Случайному человеку может показаться, что я не организован. Это совсем не так: у меня припасена прочная верёвка, а это значит, что пребывание в жизни явно затянулось. На самом краю ничего не страшно — можно презирать поднадоевшее бытие. В обиде на мир заключается обманчивая видимость каких-то отношений с жизнью, по существу, давно уже утраченных, без всякой надежды на реанимацию. Эфирный момент медицинской власти — не административной, не интеллектуальной и даже не физической — всегда более суров и твёрд: в операционную! Никто при этом не защитит: ни скользкий адвокат, ни знакомые братки-спортсмены, ни мощные мускулы и боксёрские навыки. На стол! И вот ты наг, как Адам, немощен и жалок. Не вполне внятно, по-идиотски улыбаешься хорошенькой медсестре-анестезиологу, но она вызывающе невозмутима. Через мгновение на твоём лице наркозная маска и лиловое облако закрывает солнце.
Это лишь образы медицинской власти, ибо в клинике, где я нахожусь, нет операционной. Зато есть решётки на окнах, суровые санитары и много-много таблеток. Психиатрия, на мой непросвещённый взгляд, — весьма зыбкое дело. Это ж не грыжу удалить. Тут ничего нет такого, что можно было б увидеть или потрогать. Всё очень просто и в то же время сложно. С виду нормальный человек, но однажды прикладывает пистолет к виску и нажимает на курок.
На стуле возле кровати моего соседа по палате Михалыча сидит главный врач отделения Антон Ростиславович Шапиро. Рядом медсестра с блокнотом внемлет каждому слову патрона. Антон Ростиславович необычайно высок. Непомерный рост свой, как и знаменитую в медицинском мире фамилию, носит легко и с достоинством.
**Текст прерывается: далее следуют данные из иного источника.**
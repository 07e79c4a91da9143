use std::collections::HashMap;

use crate::core::feedback::FeedbackAdjuster;
use crate::core::filters::InterestFilter;
use crate::core::scoring::{
    assess_grades, default_scorers, outcome_facts, preference_facts, score_breakdown, CandidateSignals, RankSource,
    ScoreInput, Scorer,
};
use crate::core::selector::{Selected, TopKSelector, DEFAULT_MIN_SCORE, DEFAULT_TOP_K};
use crate::core::subjects::{SubjectMatcher, SubjectProfile};
use crate::models::{
    Alternative, AuxiliaryAttributes, CandidateRecord, CriterionWeights, RankedResult, RequesterProfile,
    ScoreBreakdown,
};
use crate::services::RankingConfig;

/// Employment percentage at or above which a course earns a reason line
const EMPLOYABILITY_REASON_PCT: f64 = 80.0;

/// Effective rank at or below which a course earns a reason line
const TOP_RANK_REASON: u32 = 10;

/// A candidate after its single scoring pass
#[derive(Debug, Clone)]
pub struct ScoredCandidate<'a> {
    pub record: &'a CandidateRecord,
    pub signals: CandidateSignals,
    pub breakdown: ScoreBreakdown,
}

/// Top-K survivors of the career-interest gate, best first
#[derive(Debug)]
pub struct Shortlist<'a> {
    pub survivors: Vec<Selected<ScoredCandidate<'a>>>,
    pub total_candidates: usize,
}

impl Shortlist<'_> {
    pub fn course_ids(&self) -> Vec<String> {
        self.survivors.iter().map(|s| s.payload.record.id.clone()).collect()
    }
}

/// Final output of a ranking pass
#[derive(Debug, Clone, Default)]
pub struct RankingOutcome {
    pub results: Vec<RankedResult>,
    pub total_candidates: usize,
    /// Candidates left after Top-K selection and the interest gate
    pub survivors: usize,
}

/// Per-request state resolved once before the candidate loop
struct RequestContext<'p> {
    profile: &'p RequesterProfile,
    subjects: SubjectProfile,
    interests: InterestFilter,
    weights: CriterionWeights,
}

/// Ranking pipeline without any I/O
///
/// # Pipeline Stages
/// 1. Score every candidate once (subjects, grades, preferences, interests)
/// 2. Keep the best `top_k` composites in a bounded heap
/// 3. Career-interest gate
/// 4. Feedback adjustment, final ordering, reasons and alternatives
pub struct Matcher {
    subjects: SubjectMatcher,
    scorers: Vec<Box<dyn Scorer>>,
    top_k: usize,
    min_score: f64,
}

impl Matcher {
    pub fn new(scorers: Vec<Box<dyn Scorer>>) -> Self {
        Self {
            subjects: SubjectMatcher::new(),
            scorers,
            top_k: DEFAULT_TOP_K,
            min_score: DEFAULT_MIN_SCORE,
        }
    }

    pub fn with_default_scorers() -> Self {
        Self::new(default_scorers())
    }

    pub fn with_top_k(mut self, top_k: usize) -> Self {
        self.top_k = top_k;
        self
    }

    pub fn with_min_score(mut self, min_score: f64) -> Self {
        self.min_score = min_score;
        self
    }

    pub fn top_k(&self) -> usize {
        self.top_k
    }

    fn context<'p>(&self, profile: &'p RequesterProfile, config: &RankingConfig) -> RequestContext<'p> {
        RequestContext {
            profile,
            subjects: self.subjects.profile(&profile.subjects, &profile.predicted_grades),
            interests: InterestFilter::new(&profile.preferences.career_interests, &config.taxonomy),
            weights: config.weights,
        }
    }

    fn evaluate<'a>(&self, record: &'a CandidateRecord, ctx: &RequestContext<'_>) -> ScoredCandidate<'a> {
        let signals = CandidateSignals {
            subjects: self
                .subjects
                .match_subjects(&ctx.subjects, &record.requirements, &record.title),
            grades: assess_grades(&self.subjects, &ctx.subjects, &record.requirements),
            preferences: preference_facts(record, &ctx.profile.preferences),
            interest: ctx.interests.classify(&record.classification_text()),
            outcomes: outcome_facts(record),
        };

        let breakdown = score_breakdown(
            &self.scorers,
            &ScoreInput {
                candidate: record,
                profile: ctx.profile,
                signals: &signals,
            },
            &ctx.weights,
        );

        ScoredCandidate {
            record,
            signals,
            breakdown,
        }
    }

    /// Score every candidate exactly once and keep the gated Top-K
    pub fn shortlist<'a>(
        &self,
        profile: &RequesterProfile,
        candidates: &'a [CandidateRecord],
        config: &RankingConfig,
    ) -> Shortlist<'a> {
        let ctx = self.context(profile, config);
        let mut selector = TopKSelector::new(self.top_k, self.min_score);

        for record in candidates {
            let scored = self.evaluate(record, &ctx);
            selector.offer(scored.breakdown.composite, scored);
        }

        let selected = selector.into_sorted_vec();
        let kept = selected.len();
        let survivors: Vec<_> = selected
            .into_iter()
            .filter(|s| ctx.interests.admits(&s.payload.signals.interest))
            .collect();

        tracing::debug!(
            candidates = candidates.len(),
            selected = kept,
            survivors = survivors.len(),
            "Shortlist built"
        );

        Shortlist {
            survivors,
            total_candidates: candidates.len(),
        }
    }

    /// Apply feedback, order, explain and truncate the shortlist
    pub fn finalize(
        &self,
        shortlist: Shortlist<'_>,
        mut auxiliary: HashMap<String, AuxiliaryAttributes>,
        deltas: &HashMap<String, f64>,
        adjuster: &FeedbackAdjuster,
        limit: usize,
    ) -> RankingOutcome {
        let total_candidates = shortlist.total_candidates;
        let survivors = shortlist.survivors.len();

        let mut adjusted: Vec<(f64, Selected<ScoredCandidate<'_>>)> = shortlist
            .survivors
            .into_iter()
            .map(|s| {
                let delta = deltas.get(&s.payload.record.id).copied().unwrap_or(0.0);
                (adjuster.apply(s.payload.breakdown.composite, delta), s)
            })
            .collect();

        // Sort by adjusted score (descending), then by arrival (ascending)
        adjusted.sort_by(|(a_score, a), (b_score, b)| {
            b_score
                .total_cmp(a_score)
                .then_with(|| a.arrival.cmp(&b.arrival))
        });

        let alternatives = best_alternatives(&adjusted);

        let results = adjusted
            .iter()
            .take(limit)
            .zip(alternatives)
            .map(|((score, selected), alternative)| {
                let candidate = &selected.payload;
                let record = candidate.record;
                let aux = match (auxiliary.remove(&record.id), &record.auxiliary) {
                    (Some(mut enriched), Some(own)) => {
                        enriched.merge(own.clone());
                        Some(enriched)
                    }
                    (enriched, own) => enriched.or_else(|| own.clone()),
                };
                let feedback_adjustment = score - candidate.breakdown.composite;

                RankedResult {
                    course_id: record.id.clone(),
                    title: record.title.clone(),
                    institution: record.institution.name.clone(),
                    score: *score,
                    breakdown: candidate.breakdown.clone(),
                    meets_hard_requirements: candidate.signals.grades.meets_all(),
                    reasons: reasons(candidate, feedback_adjustment),
                    auxiliary: aux,
                    alternative,
                    feedback_adjustment,
                }
            })
            .collect();

        RankingOutcome {
            results,
            total_candidates,
            survivors,
        }
    }

    /// Full pipeline with no enrichment and no feedback
    pub fn find_matches(
        &self,
        profile: &RequesterProfile,
        candidates: &[CandidateRecord],
        config: &RankingConfig,
        limit: usize,
    ) -> RankingOutcome {
        let shortlist = self.shortlist(profile, candidates, config);
        self.finalize(
            shortlist,
            HashMap::new(),
            &HashMap::new(),
            &FeedbackAdjuster::new(config.feedback),
            limit,
        )
    }
}

impl Default for Matcher {
    fn default() -> Self {
        Self::with_default_scorers()
    }
}

impl std::fmt::Debug for Matcher {
    fn fmt(&self, f: &mut std::fmt::Formatter<'_>) -> std::fmt::Result {
        let criteria: Vec<_> = self.scorers.iter().map(|s| s.criterion()).collect();
        f.debug_struct("Matcher")
            .field("criteria", &criteria)
            .field("top_k", &self.top_k)
            .field("min_score", &self.min_score)
            .finish()
    }
}

/// For each entry, the best-scoring other entry from the same institution.
///
/// `ranked` must already be in final order.
fn best_alternatives(ranked: &[(f64, Selected<ScoredCandidate<'_>>)]) -> Vec<Option<Alternative>> {
    let mut leaders: HashMap<&str, Vec<usize>> = HashMap::new();
    for (idx, (_, selected)) in ranked.iter().enumerate() {
        let slot = leaders.entry(selected.payload.record.institution.id.as_str()).or_default();
        if slot.len() < 2 {
            slot.push(idx);
        }
    }

    ranked
        .iter()
        .enumerate()
        .map(|(idx, (_, selected))| {
            let institution = selected.payload.record.institution.id.as_str();
            leaders
                .get(institution)
                .and_then(|slot| slot.iter().find(|&&other| other != idx))
                .map(|&other| {
                    let (score, alt) = &ranked[other];
                    Alternative {
                        course_id: alt.payload.record.id.clone(),
                        title: alt.payload.record.title.clone(),
                        score: *score,
                    }
                })
        })
        .collect()
}

/// Human-readable reasons, derived from the signals used for scoring
fn reasons(candidate: &ScoredCandidate<'_>, feedback_adjustment: f64) -> Vec<String> {
    let record = candidate.record;
    let signals = &candidate.signals;
    let mut reasons = Vec::new();

    if !signals.subjects.matched_subjects.is_empty() {
        reasons.push(format!(
            "Matches your subjects: {}",
            signals.subjects.matched_subjects.join(", ")
        ));
    }

    let grades = &signals.grades;
    if grades.counted > 0 && grades.meets_all() {
        reasons.push("Your predicted grades meet the entry requirements".to_string());
    } else if grades.is_near_miss() {
        reasons.push("Your predicted grades are close to the entry requirements".to_string());
    }

    let outcomes = &signals.outcomes;
    if let Some(rank) = outcomes.rank.filter(|r| (1..=TOP_RANK_REASON).contains(r)) {
        match outcomes.rank_source {
            RankSource::Subject => reasons.push(format!("Top-ranked for this subject (#{})", rank)),
            RankSource::Institution => reasons.push(format!("Top-ranked institution (#{})", rank)),
        }
    }

    if let Some(pct) = outcomes.employment_pct.filter(|p| *p >= EMPLOYABILITY_REASON_PCT) {
        reasons.push(format!("{:.0}% of graduates in employment", pct));
    }

    if signals.preferences.region_match == Some(true) {
        match &record.institution.region {
            Some(region) => reasons.push(format!("In your preferred region ({})", region)),
            None => reasons.push("In your preferred region".to_string()),
        }
    }

    if signals.preferences.within_budget == Some(true) {
        reasons.push("Within your budget".to_string());
    }

    if let Some(interest) = &signals.interest.aligned_with {
        reasons.push(format!("Aligns with your interest in {}", interest));
    }

    if feedback_adjustment > 0.0 {
        reasons.push("Rated highly by students like you".to_string());
    }

    reasons
}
Голос у него приятный, как у священника:
— Два кубика тетурама голубчику, — он полуобepнулся к медсестре, — дабы не баловал, паскудник, — доктор поднялся со стула и довольно энергично дёрнул решётку на окне. — Крепка, брат, крепка, — он удовлетворённо хмыкнул и cнова повepнулся к Михалычу. — Не смей её больше трясти, понял?
Антон Ростиславович подсел к моей кровати и, продолжая разговор о Михалыче, пристально посмотрел мне в глаза:
— Очень внимательный человек — усматривает в устройстве бытия неочевидные и пугающие вещи, — Антон Ростиславович усмехнулся, — заговор жидомасонов, массированную вооружённую атаку инопланетян, приближение Апокалипсиса, — доктор взглянул на часы, — не позднее декабря месяца сего года. Да, батенька, непременно сего года, — он задумчиво посмотрел в окно. — Когда работаешь там, где основной рабочий материал — не совсем здоровые люди, со временем, к сожалению, теряется чувствительность. Вот вчера некая особа из женского отделения пыталась найти полового партнёра во флаконе из-под шампуня, — в его словах чувствовалась определённая натуга и рвущийся скрежет, который рвался из не очерствелой души.
Глаза Михалыча страшно округлились, и он накрыл голову одеялом.
— Ну, а вы, голубчик, как себя чувствуете, — Антон Ростиславович пощупал мой пульс, — шея не болит? Я понимаю, если не обдумывать жизнь, жить незачем, — он укоризненно покачал головой, — но не до такой же степени, батенька! Все яркие личности, с точки зрения обывателя, были не совсем в порядке. Кроме того, многие из них вешались, стрелялись, травились, — Антон Ростиславович нахмурился, и рука его свирепо ткнула в мою сторону. — Вы, позвольте спросить, себя к таковым причисляете? — доктор, не мигая, смотрел мне в глаза. — То-то же, голубчик, — он вздохнул и снял колпак. Белоснежные волосы рассыпались по вискам. — Баба ушла к другому кобелю — травиться, начальник наорал — сигаем с многоэтажки, Нобеля не дали — вешаться. Я понимаю, все хотят стать известными в свои горячие дни, а не в туманной вечности, но творцов, насколько мне известно, много, а премий маловато. Я вижу, человек вы неглупый, хоть и писатель, должны понимать, что все неприятности в жизни временны. Надо их переждать. А пока будете ждать, подумайте, что и жизнь тоже временна. Человеку необходимо при любых обстоятельствах сохранять способность бороться за то, что желанно и дорого. А то получается, что жизнь собственная для вас — непонятный дар, — голос Антона Ростиславовича почти перешёл на крик. — Суицид — не заболевание и даже не отважно-глупый поступок. Это искусство высшего притворства, — он тут же неожиданным образом успокоился и довольно дружелюбно похлопал меня по плечу. — У вас жена есть?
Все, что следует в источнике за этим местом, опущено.